* [WHAT YOU HAVE TO DO]:
Go through the records below and return each line that has "relmap" in it.
★ ★ ★
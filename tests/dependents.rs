use common::{shop, shop_in, Shop};
use relmap::prelude::*;
use relmap::{JoinType, RelationRef};

mod common;

fn aliases(dependents: &Dependents) -> Vec<&str> {
    dependents
        .scan_targets
        .iter()
        .map(|t| t.alias.as_str())
        .collect()
}

#[test]
fn test_to_one_inline_to_many_deferred() {
    let Shop { schemes, order, .. } = shop();
    let (plan, dependents) =
        compile_dependents(&schemes, order, &["OptionalAddress", "Telephones", "Address"]);

    assert_eq!(dependents.scan_count(), 3);
    assert_eq!(
        aliases(&dependents),
        vec!["_order", "_order_optional_address", "_order_address"]
    );
    assert_eq!(dependents.scan_targets[0].field_index.as_slice(), &[] as &[usize]);
    assert_eq!(dependents.scan_targets[1].field_index.as_slice(), &[6]);
    assert_eq!(dependents.scan_targets[2].field_index.as_slice(), &[5]);

    assert_eq!(plan.joins().len(), 2);
    assert!(plan.joins().iter().all(|j| j.join_type == JoinType::Left));
    assert!(!plan.has_fan_out());

    assert_eq!(dependents.depends.len(), 1);
    let depends = &dependents.depends[0];
    assert_eq!(depends.field_index.as_slice(), &[7]);
    assert_eq!(depends.relation, RelationRef { entity: order, index: 2 });
    assert_eq!(depends.parent, order);
    assert_eq!(depends.parent_alias, "_order");
    assert!(depends.paths.is_empty());
}

#[test]
fn test_select_list_follows_scan_slots() {
    let Shop { schemes, order, .. } = shop();
    let (_, dependents) = compile_dependents(&schemes, order, &["Address"]);

    // five order columns, then four address columns
    assert_eq!(dependents.select.len(), 9);
    assert!(dependents.select[..5].iter().all(|c| c.slot == 0));
    assert!(dependents.select[5..].iter().all(|c| c.slot == 1));
    assert_eq!(
        dependents.select[5].render(schemes.dialect()),
        "`_order_address`.`id`"
    );
    assert!(dependents.select[4].scanner);
    assert_eq!(dependents.select[4].value_type, ValueType::Time);
}

#[test]
fn test_shared_prefix_joined_once() {
    let Shop { schemes, order, .. } = shop();
    let (plan, dependents) = compile_dependents(
        &schemes,
        order,
        &[
            "OptionalAddress.Country",
            "OptionalAddress",
            "OptionalAddress.Test.Test",
        ],
    );

    assert_eq!(
        aliases(&dependents),
        vec![
            "_order",
            "_order_optional_address",
            "_order_optional_address_country"
        ]
    );
    assert_eq!(dependents.scan_targets[2].field_index.as_slice(), &[6, 4]);
    assert_eq!(plan.joins().len(), 2);
    assert_eq!(
        plan.joins()[1].render(schemes.dialect()),
        "LEFT JOIN `country` AS `_order_optional_address_country` ON `_order_optional_address`.`country_id` = `_order_optional_address_country`.`id`"
    );
    assert!(dependents.depends.is_empty());
}

#[test]
fn test_unresolvable_paths_are_dropped() {
    let Shop { schemes, order, .. } = shop();
    let (plan, dependents) = compile_dependents(&schemes, order, &["Nope", "Address.Nope", ""]);
    assert_eq!(aliases(&dependents), vec!["_order", "_order_address"]);
    assert_eq!(plan.joins().len(), 1);
    assert!(dependents.depends.is_empty());
}

#[test]
fn test_many_to_many_deferred_with_suffixes() {
    let Shop { schemes, order, .. } = shop();
    let (plan, dependents) = compile_dependents(&schemes, order, &["Tags", "Tags.Order"]);
    assert!(plan.is_empty());
    assert_eq!(dependents.depends.len(), 1);
    assert_eq!(dependents.depends[0].field_index.as_slice(), &[8]);
    assert_eq!(dependents.depends[0].paths, vec!["Order"]);
}

#[test]
fn test_synthesized_reverse_relation_not_loaded() {
    let Shop { schemes, tag, .. } = shop();
    let (_, dependents) = compile_dependents(&schemes, tag, &["Order"]);
    assert_eq!(dependents.scan_count(), 1);
    assert!(dependents.depends.is_empty());
}

#[test]
fn test_nested_to_one_extends_field_index() {
    let Shop { schemes, person, .. } = shop();
    let mut compiler = QueryCompiler::new(&schemes, person);
    let dependents = compiler.compile_dependents(&["Address.Country"]);
    assert_eq!(dependents.scan_targets[2].field_index.as_slice(), &[4, 4]);
    assert_eq!(compiler.plan().joins().len(), 2);
}

#[test]
fn test_has_many_follow_up() {
    let Shop { schemes, order, .. } = shop();
    let (_, dependents) = compile_dependents(&schemes, order, &["Telephones"]);
    let follow_up = dependents.depends[0].follow_up(&schemes, 2).unwrap();

    assert_eq!(
        follow_up.sql,
        "SELECT `_telephone`.`id`, `_telephone`.`order_id`, `_telephone`.`number` \
         FROM `telephone` AS `_telephone` WHERE `_telephone`.`order_id` IN (?, ?)"
    );
    assert_eq!(follow_up.scatter_column, "`_telephone`.`order_id`");
    assert_eq!(follow_up.placeholders, 2);
    assert_eq!(follow_up.dependents.scan_count(), 1);
}

#[test]
fn test_many_to_many_follow_up_goes_through_pivot() {
    let Shop { schemes, order, .. } = shop();
    let (_, dependents) = compile_dependents(&schemes, order, &["Tags"]);
    let follow_up = dependents.depends[0].follow_up(&schemes, 3).unwrap();

    assert_eq!(
        follow_up.sql,
        "SELECT `_tag`.`id`, `_tag`.`label`, `_tag_pivot`.`order_id` FROM `tag` AS `_tag` \
         JOIN `order_tag` AS `_tag_pivot` ON `_tag_pivot`.`tag_id` = `_tag`.`id` \
         WHERE `_tag_pivot`.`order_id` IN (?, ?, ?)"
    );
    assert_eq!(follow_up.scatter_column, "`_tag_pivot`.`order_id`");
}

#[test]
fn test_follow_up_carries_nested_paths() {
    let Shop { schemes, person, .. } = shop();
    let mut schemes = schemes;
    let account = schemes
        .add(
            EntityDef::new("Account")
                .column(Column::new("Id", ValueType::Int).at(&[0]))
                .relation(RelationDef::new("People", "Person").at(&[1])),
        )
        .unwrap();
    // `People` is many-to-many: neither side carries a foreign key.
    let (_, dependents) = compile_dependents(&schemes, account, &["People.Address"]);
    let follow_up = dependents.depends[0].follow_up(&schemes, 1).unwrap();

    assert_eq!(follow_up.dependents.scan_count(), 2);
    assert_eq!(follow_up.joins.len(), 1);
    assert_eq!(follow_up.dependents.scan_targets[0].entity, person);
    assert!(follow_up.sql.contains(
        "LEFT JOIN `address` AS `_person_address` ON `_person`.`address_id` = `_person_address`.`id`"
    ));
    assert!(follow_up.sql.ends_with("WHERE `_person_pivot`.`account_id` IN (?)"));
}

#[test]
fn test_follow_up_postgres_and_empty_keys() {
    let Shop { schemes, order, .. } =
        shop_in(Schemes::with_naming(SnakeCaseNaming::default(), Dialect::PostgreSQL));
    let (_, dependents) = compile_dependents(&schemes, order, &["Telephones"]);

    let follow_up = dependents.depends[0].follow_up(&schemes, 2).unwrap();
    assert!(follow_up.sql.ends_with(r#"WHERE "_telephone"."order_id" IN ($1, $2)"#));

    let empty = dependents.depends[0].follow_up(&schemes, 0).unwrap();
    assert!(empty.sql.ends_with("WHERE 1 = 0"));
}

#[test]
fn test_relation_to_unregistered_entity_is_dropped() {
    let mut schemes = Schemes::new();
    let order = schemes.add(common::order()).unwrap();
    let (plan, dependents) = compile_dependents(&schemes, order, &["Address"]);

    assert_eq!(dependents.scan_count(), 1);
    assert!(dependents.depends.is_empty());
    assert!(plan.is_empty());
}

#[test]
fn test_follow_up_junction_alias_does_not_collide() {
    let mut schemes = Schemes::new();
    let order = schemes
        .add(
            EntityDef::new("Order")
                .column(Column::new("Id", ValueType::Int).at(&[0]))
                .relation(RelationDef::new("Tags", "Tag").at(&[1])),
        )
        .unwrap();
    schemes
        .add(
            EntityDef::new("Tag")
                .column(Column::new("Id", ValueType::Int).at(&[0]))
                .column(Column::new("PivotId", ValueType::Int).at(&[1]))
                .relation(RelationDef::new("Pivot", "Label").at(&[2])),
        )
        .unwrap();
    schemes
        .add(EntityDef::new("Label").column(Column::new("Id", ValueType::Int).at(&[0])))
        .unwrap();

    let (_, dependents) = compile_dependents(&schemes, order, &["Tags.Pivot"]);
    let follow_up = dependents.depends[0].follow_up(&schemes, 1).unwrap();

    // `Pivot` on tag already took `_tag_pivot`
    assert_eq!(follow_up.joins[0].alias, "_tag_pivot");
    assert!(follow_up.sql.contains(
        "JOIN `order_tag` AS `_tag_pivot_2` ON `_tag_pivot_2`.`tag_id` = `_tag`.`id`"
    ));
    assert!(follow_up.sql.contains(
        "LEFT JOIN `label` AS `_tag_pivot` ON `_tag`.`pivot_id` = `_tag_pivot`.`id`"
    ));
    assert_eq!(follow_up.scatter_column, "`_tag_pivot_2`.`order_id`");
    assert!(follow_up.sql.ends_with("WHERE `_tag_pivot_2`.`order_id` IN (?)"));
}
★ ★ ★
* [EXERCISE OUTPUT]:
use relmap::prelude::*;
use relmap::{JoinType, RelationRef};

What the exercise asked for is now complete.